Apple’s new MacBook Air is its most refined ultraportable yet because of the new M1 system-on-a-chip. It’s incredibly fast and completely silent since it has no fan.
It’s the first step towards unifying Apple’s hardware and software on Macs, and just like the iPhone and iPad, the result is a sleek and polished experience.
The original MacBook Air was launched in 2008 along with the unibody MacBook Pro. This kicked off the ultraportable era and served as the new design standard for laptops.
Apple has a way to innovate with every aspect of its Macs right down to the design of its CPU.
The M1-powered MacBook Air is shockingly responsive. The running apps like M1, Safari and GarageBand deliver the best web browsing experience. Sites load up almost instantly, and scrolling through complex pages feels effortless.
macOS Big Sur, the 17th edition of Apple’s long-running desktop OS, is also fully optimized for the M1.
Much like the switch to Intel CPUs, Apple’s move to M1 means developers will need to completely rebuild their software to fully utilize the new architecture.

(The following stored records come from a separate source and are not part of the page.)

use serde::{Deserialize, Serialize};

/// Batch confusion matrix over a fixed, externally declared set of classes.
///
/// The class count comes from the closed label enumeration, not from the
/// observed data, so a class that never shows up in training or test still
/// has its row and column; its precision/recall/F1 degrade to 0 instead of
/// failing the evaluation.
#[derive(Debug, Clone, Serialize, Deserialize)]
pub struct ConfusionMatrix {
    counts: Vec<Vec<u64>>,
    total: u64,
}

impl ConfusionMatrix {
    pub fn new(num_classes: usize) -> ConfusionMatrix {
        ConfusionMatrix {
            counts: vec![vec![0; num_classes]; num_classes],
            total: 0,
        }
    }

    pub fn num_classes(&self) -> usize {
        self.counts.len()
    }

    pub fn total(&self) -> u64 {
        self.total
    }

    /// Records one `(actual, predicted)` pair. Out-of-range indices are a
    /// programming error upstream; they panic in debug via indexing.
    pub fn add(&mut self, actual: usize, predicted: usize) {
        self.counts[actual][predicted] += 1;
        self.total += 1;
    }

    pub fn count(&self, actual: usize, predicted: usize) -> u64 {
        self.counts[actual][predicted]
    }

    pub fn accuracy(&self) -> f64 {
        if self.total == 0 {
            return 0.0;
        }
        let correct: u64 = (0..self.num_classes()).map(|c| self.counts[c][c]).sum();
        correct as f64 / self.total as f64
    }

    /// Precision for one class; 0 when the class was never predicted.
    pub fn precision(&self, class: usize) -> f64 {
        let predicted: u64 = (0..self.num_classes()).map(|a| self.counts[a][class]).sum();
        if predicted == 0 {
            return 0.0;
        }
        self.counts[class][class] as f64 / predicted as f64
    }

    /// Recall for one class; 0 when the class never occurred.
    pub fn recall(&self, class: usize) -> f64 {
        let actual: u64 = self.counts[class].iter().sum();
        if actual == 0 {
            return 0.0;
        }
        self.counts[class][class] as f64 / actual as f64
    }

    pub fn f1(&self, class: usize) -> f64 {
        let p = self.precision(class);
        let r = self.recall(class);
        if p + r <= f64::EPSILON {
            return 0.0;
        }
        2.0 * p * r / (p + r)
    }

    pub fn macro_precision(&self) -> f64 {
        self.macro_average(|c| self.precision(c))
    }

    pub fn macro_recall(&self) -> f64 {
        self.macro_average(|c| self.recall(c))
    }

    pub fn macro_f1(&self) -> f64 {
        self.macro_average(|c| self.f1(c))
    }

    /// Cohen's kappa from the matrix marginals: `(p_o - p_e) / (1 - p_e)`
    /// with `p_e` the chance agreement of the actual and predicted
    /// distributions. NaN when the marginals make the denominator vanish.
    pub fn kappa(&self) -> f64 {
        if self.total == 0 {
            return 0.0;
        }
        let n = self.total as f64;
        let p_o = self.accuracy();
        let mut p_e = 0.0;
        for c in 0..self.num_classes() {
            let actual: u64 = self.counts[c].iter().sum();
            let predicted: u64 = (0..self.num_classes()).map(|a| self.counts[a][c]).sum();
            p_e += (actual as f64 / n) * (predicted as f64 / n);
        }
        let denom = 1.0 - p_e;
        if denom.abs() > f64::EPSILON {
            (p_o - p_e) / denom
        } else {
            f64::NAN
        }
    }

    fn macro_average<F: Fn(usize) -> f64>(&self, metric: F) -> f64 {
        if self.num_classes() == 0 {
            return 0.0;
        }
        (0..self.num_classes()).map(metric).sum::<f64>() / self.num_classes() as f64
    }
}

The M1 is an eight-core chip based on an ARM design, which are typically found in mobile devices.
Apple is leagues ahead of Microsoft, which failed to make Intel emulation work well on the Surface Pro X.
Due to the M1 chip, iPhone and iPad apps can be added to the list of things which can be run on the Mac.
The M1 also gives the MacBook Air something it’s never had before: decent gaming performance. You can play Fortnite at around 60fps while running at 1,400 by 900 pixels with high graphics settings.